Stable pharmaceutical formulations of montelukast sodium

Abstract

The invention encompasses stable pharmaceutical compositions comprising montelukast or salts thereof and methods of preparing the same.

Description

Claims

1. A stable montelukast pharmaceutical composition comprising montelukast or a salt thereof and a pharmaceutically acceptable excipient, wherein the pharmaceutically acceptable excipient is present in an amount that does not increase the amount of the corresponding sulfoxide of montelukast in the composition to exceed 1% by weight of the initial amount of montelukast after the composition has been stored at about 55° C. for 48 hours.

2. The pharmaceutical composition according to claim 1, wherein the salt is montelukast sodium and the corresponding sulfoxide is the sulfoxide of formula (I).

3. The pharmaceutical composition according to claim 1, wherein the amount of the corresponding sulfoxide does not exceed more than 0.73% by weight of the initial amount of montelukast after storage.

4. The pharmaceutical composition according to claim 1, wherein the amount of the corresponding sulfoxide does not exceed more than 0.57% by weight of the initial amount of montelukast after storage.

5. The pharmaceutical composition according to claim 4, wherein the composition is in a solid dosage form.

6. The pharmaceutical composition according to claim 5, wherein the solid dosage form is a tablet or a capsule.

7. A film coated tablet comprising the pharmaceutical composition of claim 1 and a coating agent.

8. The film coated tablet according to claim 7, comprising montelukast sodium, lactose monohydrate, hydroxypropylcellulose, starch, sodium starch glycolate, magnesium stearate, and a coating agent.

9. A chewable tablet comprising the pharmaceutical composition of claim 1.

10. The chewable tablet according to claim 9 comprising montelukast sodium, hydroxypropylcellulose, sodium starch glycolate, mannitol, color iron oxide, aspartame, flavoring agent, and magnesium stearate.

11. The chewable tablet according to claim 10 further comprising sodium lauryl sulfate.

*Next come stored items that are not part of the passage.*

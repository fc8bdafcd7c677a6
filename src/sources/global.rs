use std::time::Duration;

use async_trait::async_trait;
use url::Url;

use crate::app::Result;
use crate::browser::ElementHandle;
use crate::domain::Source;
use crate::extractor::profile::paginate;
use crate::extractor::{
    fields, Candidate, ConsentRule, Extractor, FieldSelectors, PageTarget, ScrollPlan, ScrollStep,
    SourceProfile,
};

const ROOT: &str = "https://globalnews.ca";

const SECTIONS: [&str; 12] = [
    "world",
    "canada",
    "politics",
    "money",
    "entertainment",
    "sports",
    "health",
    "tech",
    "trending",
    "weather",
    "lifestyle",
    "videos",
];

const PAGES_PER_SECTION: u32 = 3;

pub struct GlobalNewsExtractor {
    profile: SourceProfile,
}

impl GlobalNewsExtractor {
    pub fn new() -> Result<Self> {
        Ok(Self::with_root(Url::parse(ROOT)?))
    }

    pub fn with_root(root: Url) -> Self {
        let mut targets = vec![PageTarget::new("Top Stories", root.as_str())];
        for section in SECTIONS {
            targets.extend(paginate(
                &root,
                &section.to_uppercase(),
                section,
                PAGES_PER_SECTION,
            ));
        }

        Self {
            profile: SourceProfile {
                source: Source::GlobalNews,
                root,
                entry: None,
                targets,
                consent: Some(ConsentRule {
                    selectors: Vec::new(),
                    button_texts: vec!["accept"],
                    every_page: true,
                }),
                candidate_selector: "a.c-posts__inner",
                fields: FieldSelectors {
                    headline: Some(".c-posts__headlineText"),
                    description: Some(".c-posts__excerpt"),
                    time: None,
                    category: Some(".c-posts__info--highlight"),
                    link: None,
                    image: Some("img"),
                },
                scroll: Some(ScrollPlan {
                    step: ScrollStep::By(1000),
                    steps: 5,
                    pause: Duration::from_millis(700),
                }),
                per_page_cap: 100,
            },
        }
    }
}

#[async_trait]
impl Extractor for GlobalNewsExtractor {
    fn profile(&self) -> &SourceProfile {
        &self.profile
    }

    async fn extract_fields(&self, section: &str, element: &dyn ElementHandle) -> Candidate {
        let mut candidate = fields::extract_with(&self.profile.fields, section, element).await;

        // The second info entry holds the timestamp
        if let Some(info) = element.find_all(".c-posts__info").await.get(1) {
            candidate.time = info.text().await.unwrap_or_default();
        }
        candidate
    }

    fn refine(&self, mut candidate: Candidate) -> Option<Candidate> {
        if !candidate.link.contains("/news/") {
            return None;
        }

        if is_numeric(&candidate.time) {
            candidate.time.clear();
        }
        let category = candidate.category.trim();
        if is_numeric(category)
            || category.eq_ignore_ascii_case("READ")
            || category.eq_ignore_ascii_case("WATCH")
        {
            candidate.category.clear();
        }
        candidate.description = strip_numbers(&candidate.description);

        Some(candidate)
    }
}

/// One or more whitespace-separated runs of digits.
fn is_numeric(text: &str) -> bool {
    let mut tokens = text.split_whitespace().peekable();
    tokens.peek().is_some() && tokens.all(|t| t.chars().all(|c| c.is_ascii_digit()))
}

/// Remove standalone numbers (view and comment counters leak into excerpts).
fn strip_numbers(text: &str) -> String {
    text.split_whitespace()
        .filter(|token| {
            let core = token.trim_matches(|c: char| c.is_ascii_punctuation());
            core.is_empty() || !core.chars().all(|c| c.is_ascii_digit())
        })
        .collect::<Vec<_>>()
        .join(" ")
}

12. A process for preparing the pharmaceutical composition of claim 1 comprising combining montelukast or a pharmaceutically acceptable salt thereof with a pharmaceutically acceptable excipient, wherein the pharmaceutically acceptable excipient is present in an amount that does not increase the amount of the corresponding sulfoxide of montelukast in the composition to exceed 1% by weight of the initial amount of montelukast after the composition has been stored at about 55° C. for 48 hours.

13. The process according to claim 12, wherein the pharmaceutical composition is prepared by wet granulation.

14. The process according to claim 12, comprising blending montelukast sodium, lactose monohydrate, hydroxypropylcellulose, starch, sodium lauryl sulfate, sodium starch glycolate and magnesium stearate in a dry mixing method and compressing the blended components into tablet form.

15. The process according to claim 12 comprising preparing a mixture of montelukast sodium, hydroxypropylcellulose, sodium starch glycolate, mannitol, color iron oxide, aspartame, sodium lauryl sulfate and flavoring agent; granulating the mixture in a wet granulation method; blending the granulated mixture with magnesium stearate to form a blend; and compressing the blend into a chewable tablet.

16. A stable montelukast pharmaceutical composition comprising montelukast or a salt thereof and at least one pharmaceutically acceptable excipient, wherein the pharmaceutically acceptable excipient is chosen by: a) providing a mixture of montelukast and a pharmaceutically acceptable excipient wherein the pharmaceutically acceptable excipient is present in an amount that does not increase the amount of the corresponding sulfoxide of montelukast in the composition to exceed 1% by weight of the initial amount of montelukast after the composition has been stored at about 55° C. for 48 hours;b) storing the mixture at 55° C. for 48 hours;c) determining the presence and amount of a montelukast sulfoxide in the mixture; andc) selecting the pharmaceutically acceptable excipient that does not increase the amount of the corresponding sulfoxide of montelukast in the mixture to exceed 1% by weight of the initial amount of montelukast in the mixture.